In essence, Bonhoeffer said that we want the benefits of intimacy with God without the responsibilities. This is a problem in every community, and today's passages are needed as an antidote to that lingering selfishness that tends to put our sinful selves at the center of the universe.
Alternative Application
Hebrews 11:29--12:2. There are few passages in the Bible more stirring than the "Heroes of Faith" of Hebrews 11, coupled with the incentives of Jesus at the beginning of chapter 12. This passage calls for dramatic preaching, for Olympic-sized illustrations, for motivational speaking.
One writer tells of attending a business conference where awards were being given for outstanding achievements during the past fiscal year. A woman was called to the podium to receive the company's top honor. Clutching her trophy, she beamed out at the crowd of over 3,000 people. Yet in that moment of triumph, she had eyes for only one person. She looked directly at her supervisor, a woman named Joan.
The award-winner told of the difficult times that she had gone through only a few years earlier. She had experienced personal problems and, for a time, her work had suffered. Some people turned away from her, counting it a liability to be seen with her. Others wrote her off as a loser in the company. The worst part was that she felt they were right. She had stopped at Joan's desk several times with a letter of resignation in her hand. She knew she was a failure.
But Joan said, "Let's just wait a little bit longer." And Joan said, "Give it one more try." And Joan said, "I never would have hired you if I didn't think you could handle it!"
The woman's voice broke. Tears streamed down her cheeks as she softly said, "Joan believed in me more than I believed in myself!"
Isn't that the message of the gospel? Isn't that the story of the Bible? That God believed in us while we were still sinners, while we were still failures, while we were at the point in our lives that we couldn't seem to make it on our own?
This is why we run the "Maranath Marathon," as singer Honeytree once called it.
Preaching the Psalm
Psalm 80:1-2, 8-19
This psalm finds us in a place that almost everyone comes to sooner or later. It can be the calamity of war and dislocation, or it can be the wasting effects of a terrible disease. It might be the dissolution of a marriage or the loss of employment.

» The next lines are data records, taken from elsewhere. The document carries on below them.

//! Retry and pacing policy for per-record portal work.

use rand::Rng;
use std::time::Duration;

/// Bounded exponential backoff for one record.
///
/// Attempt `n` (1-based) waits `base_delay * 2^(n-1)` before running, except
/// the first attempt which runs immediately. Once `max_attempts` are spent
/// the record is recorded as failed and the run moves on.
#[derive(Debug, Clone, Copy)]
pub struct RetryPolicy {
    /// Total attempts per record, including the first.
    pub max_attempts: u32,
    /// Backoff unit.
    pub base_delay: Duration,
}

impl RetryPolicy {
    /// Delay to sleep before the given 1-based attempt.
    #[must_use]
    pub fn delay_for(&self, attempt: u32) -> Duration {
        if attempt <= 1 {
            return Duration::ZERO;
        }
        self.base_delay * 2u32.saturating_pow(attempt - 2)
    }
}

/// Randomized pause between records so successive portal hits do not arrive
/// in lockstep.
#[derive(Debug, Clone, Copy)]
pub struct DelayRange {
    /// Lower bound of the pause.
    pub min: Duration,
    /// Upper bound of the pause.
    pub max: Duration,
}

impl DelayRange {
    /// Draw a pause length.
    #[must_use]
    pub fn sample(&self) -> Duration {
        if self.max <= self.min {
            return self.min;
        }
        let min_ms = u64::try_from(self.min.as_millis()).unwrap_or(u64::MAX);
        let max_ms = u64::try_from(self.max.as_millis()).unwrap_or(u64::MAX);
        Duration::from_millis(rand::thread_rng().gen_range(min_ms..=max_ms))
    }
}

#[cfg(test)]
mod tests {
    use super::*;

    #[test]
    fn test_backoff_doubles_per_attempt() {
        let policy = RetryPolicy {
            max_attempts: 4,
            base_delay: Duration::from_secs(2),
        };
        assert_eq!(policy.delay_for(1), Duration::ZERO);
        assert_eq!(policy.delay_for(2), Duration::from_secs(2));
        assert_eq!(policy.delay_for(3), Duration::from_secs(4));
        assert_eq!(policy.delay_for(4), Duration::from_secs(8));
    }

    #[test]
    fn test_delay_range_sample_within_bounds() {
        let range = DelayRange {
            min: Duration::from_millis(100),
            max: Duration::from_millis(300),
        };
        for _ in 0..32 {
            let pause = range.sample();
            assert!(pause >= range.min && pause <= range.max);
        }
    }

    #[test]
    fn test_degenerate_range_returns_min() {
        let range = DelayRange {
            min: Duration::from_millis(100),
            max: Duration::from_millis(100),
        };
        assert_eq!(range.sample(), Duration::from_millis(100));
    }
}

The locations and the circumstances vary, to be sure. But the question always comes, and it usually directed to God. "Why?"
Why should my mother die of cancer and never get to know my children? Why God? Why did you let this happen? Why did the planes drop bombs on our home, God? Why? The list of circumstances is enough to break any heart. And when it is our turn to suffer we stand in a very long line and join the chorus of the ages, asking, "Why God? Why?"
It's a reasonable question. If we believe in an all-powerful God who intervenes in history, then clearly this God has the power to save. Whether it's saving the people from the Red Sea waters, or rescuing someone's mom from cancer, this God has the power, right? So, how come God let's bad stuff happen? Or more to the point, how come God let's bad stuff happen to ME? The "big why" challenges our understanding of God and calls us to new levels of understanding and perception. It is the unanswered question on the minds of millions of westerners who have walked wholesale out of our churches.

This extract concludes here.